> TASK GOAL:
Exactly as given, reproduce the records in full.

++++

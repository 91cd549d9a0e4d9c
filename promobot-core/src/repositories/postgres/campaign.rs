//! Campaign assembly storage: a domain-shaped transaction over the
//! minimal execute / insert-returning-id / commit / rollback surface.
//! Every insert the assembler performs goes through one [`AssemblyTx`],
//! so either all of a campaign's rows land or none do.

use async_trait::async_trait;
use chrono::Utc;
use sqlx::{Pool, Postgres, Row, Transaction};

use promobot_common::Error;
use promobot_common::models::{ContentKind, ContentSource, Offer};

#[async_trait]
pub trait AssemblyTx: Send {
    async fn insert_persona(&mut self, title: &str) -> Result<i64, Error>;

    async fn insert_pain_point(&mut self, text: &str, persona_id: i64) -> Result<i64, Error>;

    async fn insert_script(&mut self, text: &str) -> Result<i64, Error>;

    async fn insert_campaign(
        &mut self,
        name: &str,
        description: &str,
        persona_id: i64,
        status: &str,
    ) -> Result<i64, Error>;

    /// Wire the campaign to its offer/persona/pain-point/script rows.
    async fn link_campaign(
        &mut self,
        campaign_id: i64,
        offer_id: i64,
        persona_id: i64,
        pain_point_id: i64,
        script_id: i64,
        cta_link: Option<&str>,
    ) -> Result<(), Error>;

    async fn attach_platform(
        &mut self,
        campaign_id: i64,
        platform: &str,
        enabled: bool,
    ) -> Result<(), Error>;

    async fn insert_content(
        &mut self,
        campaign_id: i64,
        kind: ContentKind,
        text: Option<&str>,
        asset_id: Option<i64>,
        source: ContentSource,
    ) -> Result<i64, Error>;

    async fn commit(self: Box<Self>) -> Result<(), Error>;

    async fn rollback(self: Box<Self>) -> Result<(), Error>;
}

#[async_trait]
pub trait AssemblyStore: Send + Sync {
    async fn begin(&self) -> Result<Box<dyn AssemblyTx>, Error>;

    async fn get_offer(&self, offer_id: i64) -> Result<Option<Offer>, Error>;

    async fn create_offer(
        &self,
        title: &str,
        description: &str,
        link_url: Option<&str>,
    ) -> Result<Offer, Error>;
}

#[derive(Clone)]
pub struct PostgresAssemblyStore {
    pool: Pool<Postgres>,
}

impl PostgresAssemblyStore {
    pub fn new(pool: Pool<Postgres>) -> Self {
        Self { pool }
    }
}

#[async_trait]
impl AssemblyStore for PostgresAssemblyStore {
    async fn begin(&self) -> Result<Box<dyn AssemblyTx>, Error> {
        let tx = self.pool.begin().await?;
        Ok(Box::new(PostgresAssemblyTx { tx }))
    }

    async fn get_offer(&self, offer_id: i64) -> Result<Option<Offer>, Error> {
        let row = sqlx::query(
            r#"
            SELECT offer_id, title, description, link_url
            FROM offers
            WHERE offer_id = $1
            "#,
        )
        .bind(offer_id)
        .fetch_optional(&self.pool)
        .await?;

        if let Some(r) = row {
            Ok(Some(Offer {
                offer_id: r.try_get("offer_id")?,
                title: r.try_get("title")?,
                description: r
                    .try_get::<Option<String>, _>("description")?
                    .unwrap_or_default(),
                link_url: r.try_get("link_url")?,
            }))
        } else {
            Ok(None)
        }
    }

    async fn create_offer(
        &self,
        title: &str,
        description: &str,
        link_url: Option<&str>,
    ) -> Result<Offer, Error> {
        let row = sqlx::query(
            r#"
            INSERT INTO offers (title, description, link_url, created_at)
            VALUES ($1, $2, $3, $4)
            RETURNING offer_id
            "#,
        )
        .bind(title)
        .bind(description)
        .bind(link_url)
        .bind(Utc::now())
        .fetch_one(&self.pool)
        .await?;

        Ok(Offer {
            offer_id: row.try_get("offer_id")?,
            title: title.to_string(),
            description: description.to_string(),
            link_url: link_url.map(str::to_string),
        })
    }
}

pub struct PostgresAssemblyTx {
    tx: Transaction<'static, Postgres>,
}

#[async_trait]
impl AssemblyTx for PostgresAssemblyTx {
    async fn insert_persona(&mut self, title: &str) -> Result<i64, Error> {
        let row = sqlx::query(
            r#"
            INSERT INTO personas (title, created_at)
            VALUES ($1, $2)
            RETURNING persona_id
            "#,
        )
        .bind(title)
        .bind(Utc::now())
        .fetch_one(&mut *self.tx)
        .await?;
        Ok(row.try_get("persona_id")?)
    }

    async fn insert_pain_point(&mut self, text: &str, persona_id: i64) -> Result<i64, Error> {
        let row = sqlx::query(
            r#"
            INSERT INTO pain_points (text, persona_id, created_at)
            VALUES ($1, $2, $3)
            RETURNING pain_point_id
            "#,
        )
        .bind(text)
        .bind(persona_id)
        .bind(Utc::now())
        .fetch_one(&mut *self.tx)
        .await?;
        Ok(row.try_get("pain_point_id")?)
    }

    async fn insert_script(&mut self, text: &str) -> Result<i64, Error> {
        let row = sqlx::query(
            r#"
            INSERT INTO scripts (text, status, created_at)
            VALUES ($1, 'draft', $2)
            RETURNING script_id
            "#,
        )
        .bind(text)
        .bind(Utc::now())
        .fetch_one(&mut *self.tx)
        .await?;
        Ok(row.try_get("script_id")?)
    }

    async fn insert_campaign(
        &mut self,
        name: &str,
        description: &str,
        persona_id: i64,
        status: &str,
    ) -> Result<i64, Error> {
        let row = sqlx::query(
            r#"
            INSERT INTO campaigns (name, description, persona_id, status, created_at)
            VALUES ($1, $2, $3, $4, $5)
            RETURNING campaign_id
            "#,
        )
        .bind(name)
        .bind(description)
        .bind(persona_id)
        .bind(status)
        .bind(Utc::now())
        .fetch_one(&mut *self.tx)
        .await?;
        Ok(row.try_get("campaign_id")?)
    }

    async fn link_campaign(
        &mut self,
        campaign_id: i64,
        offer_id: i64,
        persona_id: i64,
        pain_point_id: i64,
        script_id: i64,
        cta_link: Option<&str>,
    ) -> Result<(), Error> {
        sqlx::query(
            r#"
            UPDATE campaigns
            SET offer_id = $1,
                persona_id = $2,
                pain_point_id = $3,
                primary_script_id = $4,
                cta_link = $5
            WHERE campaign_id = $6
            "#,
        )
        .bind(offer_id)
        .bind(persona_id)
        .bind(pain_point_id)
        .bind(script_id)
        .bind(cta_link)
        .bind(campaign_id)
        .execute(&mut *self.tx)
        .await?;
        Ok(())
    }

    async fn attach_platform(
        &mut self,
        campaign_id: i64,
        platform: &str,
        enabled: bool,
    ) -> Result<(), Error> {
        sqlx::query(
            r#"
            INSERT INTO campaign_platforms (campaign_id, platform, enabled)
            VALUES ($1, $2, $3)
            ON CONFLICT (campaign_id, platform) DO NOTHING
            "#,
        )
        .bind(campaign_id)
        .bind(platform)
        .bind(enabled)
        .execute(&mut *self.tx)
        .await?;
        Ok(())
    }

    async fn insert_content(
        &mut self,
        campaign_id: i64,
        kind: ContentKind,
        text: Option<&str>,
        asset_id: Option<i64>,
        source: ContentSource,
    ) -> Result<i64, Error> {
        let row = sqlx::query(
            r#"
            INSERT INTO campaign_content (campaign_id, content_type, text, asset_id, source, status, created_at)
            VALUES ($1, $2, $3, $4, $5, 'draft', $6)
            RETURNING content_id
            "#,
        )
        .bind(campaign_id)
        .bind(kind.as_str())
        .bind(text)
        .bind(asset_id)
        .bind(source.as_str())
        .bind(Utc::now())
        .fetch_one(&mut *self.tx)
        .await?;
        Ok(row.try_get("content_id")?)
    }

    async fn commit(self: Box<Self>) -> Result<(), Error> {
        self.tx.commit().await?;
        Ok(())
    }

    async fn rollback(self: Box<Self>) -> Result<(), Error> {
        self.tx.rollback().await?;
        Ok(())
    }
}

++++

> REPLY TO THE TASK:
repository 91cd549d9a0e4d9c
filename promobot-core/src/repositories/postgres/campaign.rs
//! Campaign assembly storage: a domain-shaped transaction over the
//! minimal execute / insert-returning-id / commit / rollback surface.
//! Every insert the assembler performs goes through one [`AssemblyTx`],
//! so either all of a campaign's rows land or none do.

use async_trait::async_trait;
use chrono::Utc;
use sqlx::{Pool, Postgres, Row, Transaction};

use promobot_common::Error;
use promobot_common::models::{ContentKind, ContentSource, Offer};

#[async_trait]
pub trait AssemblyTx: Send {
    async fn insert_persona(&mut self, title: &str) -> Result<i64, Error>;

    async fn insert_pain_point(&mut self, text: &str, persona_id: i64) -> Result<i64, Error>;

    async fn insert_script(&mut self, text: &str) -> Result<i64, Error>;

    async fn insert_campaign(
        &mut self,
        name: &str,
        description: &str,
        persona_id: i64,
        status: &str,
    ) -> Result<i64, Error>;

    /// Wire the campaign to its offer/persona/pain-point/script rows.
    async fn link_campaign(
        &mut self,
        campaign_id: i64,
        offer_id: i64,
        persona_id: i64,
        pain_point_id: i64,
        script_id: i64,
        cta_link: Option<&str>,
    ) -> Result<(), Error>;

    async fn attach_platform(
        &mut self,
        campaign_id: i64,
        platform: &str,
        enabled: bool,
    ) -> Result<(), Error>;

    async fn insert_content(
        &mut self,
        campaign_id: i64,
        kind: ContentKind,
        text: Option<&str>,
        asset_id: Option<i64>,
        source: ContentSource,
    ) -> Result<i64, Error>;

    async fn commit(self: Box<Self>) -> Result<(), Error>;

    async fn rollback(self: Box<Self>) -> Result<(), Error>;
}

#[async_trait]
pub trait AssemblyStore: Send + Sync {
    async fn begin(&self) -> Result<Box<dyn AssemblyTx>, Error>;

    async fn get_offer(&self, offer_id: i64) -> Result<Option<Offer>, Error>;

    async fn create_offer(
        &self,
        title: &str,
        description: &str,
        link_url: Option<&str>,
    ) -> Result<Offer, Error>;
}

#[derive(Clone)]
pub struct PostgresAssemblyStore {
    pool: Pool<Postgres>,
}

impl PostgresAssemblyStore {
    pub fn new(pool: Pool<Postgres>) -> Self {
        Self { pool }
    }
}

#[async_trait]
impl AssemblyStore for PostgresAssemblyStore {
    async fn begin(&self) -> Result<Box<dyn AssemblyTx>, Error> {
        let tx = self.pool.begin().await?;
        Ok(Box::new(PostgresAssemblyTx { tx }))
    }

    async fn get_offer(&self, offer_id: i64) -> Result<Option<Offer>, Error> {
        let row = sqlx::query(
            r#"
            SELECT offer_id, title, description, link_url
            FROM offers
            WHERE offer_id = $1
            "#,
        )
        .bind(offer_id)
        .fetch_optional(&self.pool)
        .await?;

        if let Some(r) = row {
            Ok(Some(Offer {
                offer_id: r.try_get("offer_id")?,
                title: r.try_get("title")?,
                description: r
                    .try_get::<Option<String>, _>("description")?
                    .unwrap_or_default(),
                link_url: r.try_get("link_url")?,
            }))
        } else {
            Ok(None)
        }
    }

    async fn create_offer(
        &self,
        title: &str,
        description: &str,
        link_url: Option<&str>,
    ) -> Result<Offer, Error> {
        let row = sqlx::query(
            r#"
            INSERT INTO offers (title, description, link_url, created_at)
            VALUES ($1, $2, $3, $4)
            RETURNING offer_id
            "#,
        )
        .bind(title)
        .bind(description)
        .bind(link_url)
        .bind(Utc::now())
        .fetch_one(&self.pool)
        .await?;

        Ok(Offer {
            offer_id: row.try_get("offer_id")?,
            title: title.to_string(),
            description: description.to_string(),
            link_url: link_url.map(str::to_string),
        })
    }
}

pub struct PostgresAssemblyTx {
    tx: Transaction<'static, Postgres>,
}

#[async_trait]
impl AssemblyTx for PostgresAssemblyTx {
    async fn insert_persona(&mut self, title: &str) -> Result<i64, Error> {
        let row = sqlx::query(
            r#"
            INSERT INTO personas (title, created_at)
            VALUES ($1, $2)
            RETURNING persona_id
            "#,
        )
        .bind(title)
        .bind(Utc::now())
        .fetch_one(&mut *self.tx)
        .await?;
        Ok(row.try_get("persona_id")?)
    }

    async fn insert_pain_point(&mut self, text: &str, persona_id: i64) -> Result<i64, Error> {
        let row = sqlx::query(
            r#"
            INSERT INTO pain_points (text, persona_id, created_at)
            VALUES ($1, $2, $3)
            RETURNING pain_point_id
            "#,
        )
        .bind(text)
        .bind(persona_id)
        .bind(Utc::now())
        .fetch_one(&mut *self.tx)
        .await?;
        Ok(row.try_get("pain_point_id")?)
    }

    async fn insert_script(&mut self, text: &str) -> Result<i64, Error> {
        let row = sqlx::query(
            r#"
            INSERT INTO scripts (text, status, created_at)
            VALUES ($1, 'draft', $2)
            RETURNING script_id
            "#,
        )
        .bind(text)
        .bind(Utc::now())
        .fetch_one(&mut *self.tx)
        .await?;
        Ok(row.try_get("script_id")?)
    }

    async fn insert_campaign(
        &mut self,
        name: &str,
        description: &str,
        persona_id: i64,
        status: &str,
    ) -> Result<i64, Error> {
        let row = sqlx::query(
            r#"
            INSERT INTO campaigns (name, description, persona_id, status, created_at)
            VALUES ($1, $2, $3, $4, $5)
            RETURNING campaign_id
            "#,
        )
        .bind(name)
        .bind(description)
        .bind(persona_id)
        .bind(status)
        .bind(Utc::now())
        .fetch_one(&mut *self.tx)
        .await?;
        Ok(row.try_get("campaign_id")?)
    }

    async fn link_campaign(
        &mut self,
        campaign_id: i64,
        offer_id: i64,
        persona_id: i64,
        pain_point_id: i64,
        script_id: i64,
        cta_link: Option<&str>,
    ) -> Result<(), Error> {
        sqlx::query(
            r#"
            UPDATE campaigns
            SET offer_id = $1,
                persona_id = $2,
                pain_point_id = $3,
                primary_script_id = $4,
                cta_link = $5
            WHERE campaign_id = $6
            "#,
        )
        .bind(offer_id)
        .bind(persona_id)
        .bind(pain_point_id)
        .bind(script_id)
        .bind(cta_link)
        .bind(campaign_id)
        .execute(&mut *self.tx)
        .await?;
        Ok(())
    }

    async fn attach_platform(
        &mut self,
        campaign_id: i64,
        platform: &str,
        enabled: bool,
    ) -> Result<(), Error> {
        sqlx::query(
            r#"
            INSERT INTO campaign_platforms (campaign_id, platform, enabled)
            VALUES ($1, $2, $3)
            ON CONFLICT (campaign_id, platform) DO NOTHING
            "#,
        )
        .bind(campaign_id)
        .bind(platform)
        .bind(enabled)
        .execute(&mut *self.tx)
        .await?;
        Ok(())
    }

    async fn insert_content(
        &mut self,
        campaign_id: i64,
        kind: ContentKind,
        text: Option<&str>,
        asset_id: Option<i64>,
        source: ContentSource,
    ) -> Result<i64, Error> {
        let row = sqlx::query(
            r#"
            INSERT INTO campaign_content (campaign_id, content_type, text, asset_id, source, status, created_at)
            VALUES ($1, $2, $3, $4, $5, 'draft', $6)
            RETURNING content_id
            "#,
        )
        .bind(campaign_id)
        .bind(kind.as_str())
        .bind(text)
        .bind(asset_id)
        .bind(source.as_str())
        .bind(Utc::now())
        .fetch_one(&mut *self.tx)
        .await?;
        Ok(row.try_get("content_id")?)
    }

    async fn commit(self: Box<Self>) -> Result<(), Error> {
        self.tx.commit().await?;
        Ok(())
    }

    async fn rollback(self: Box<Self>) -> Result<(), Error> {
        self.tx.rollback().await?;
        Ok(())
    }
}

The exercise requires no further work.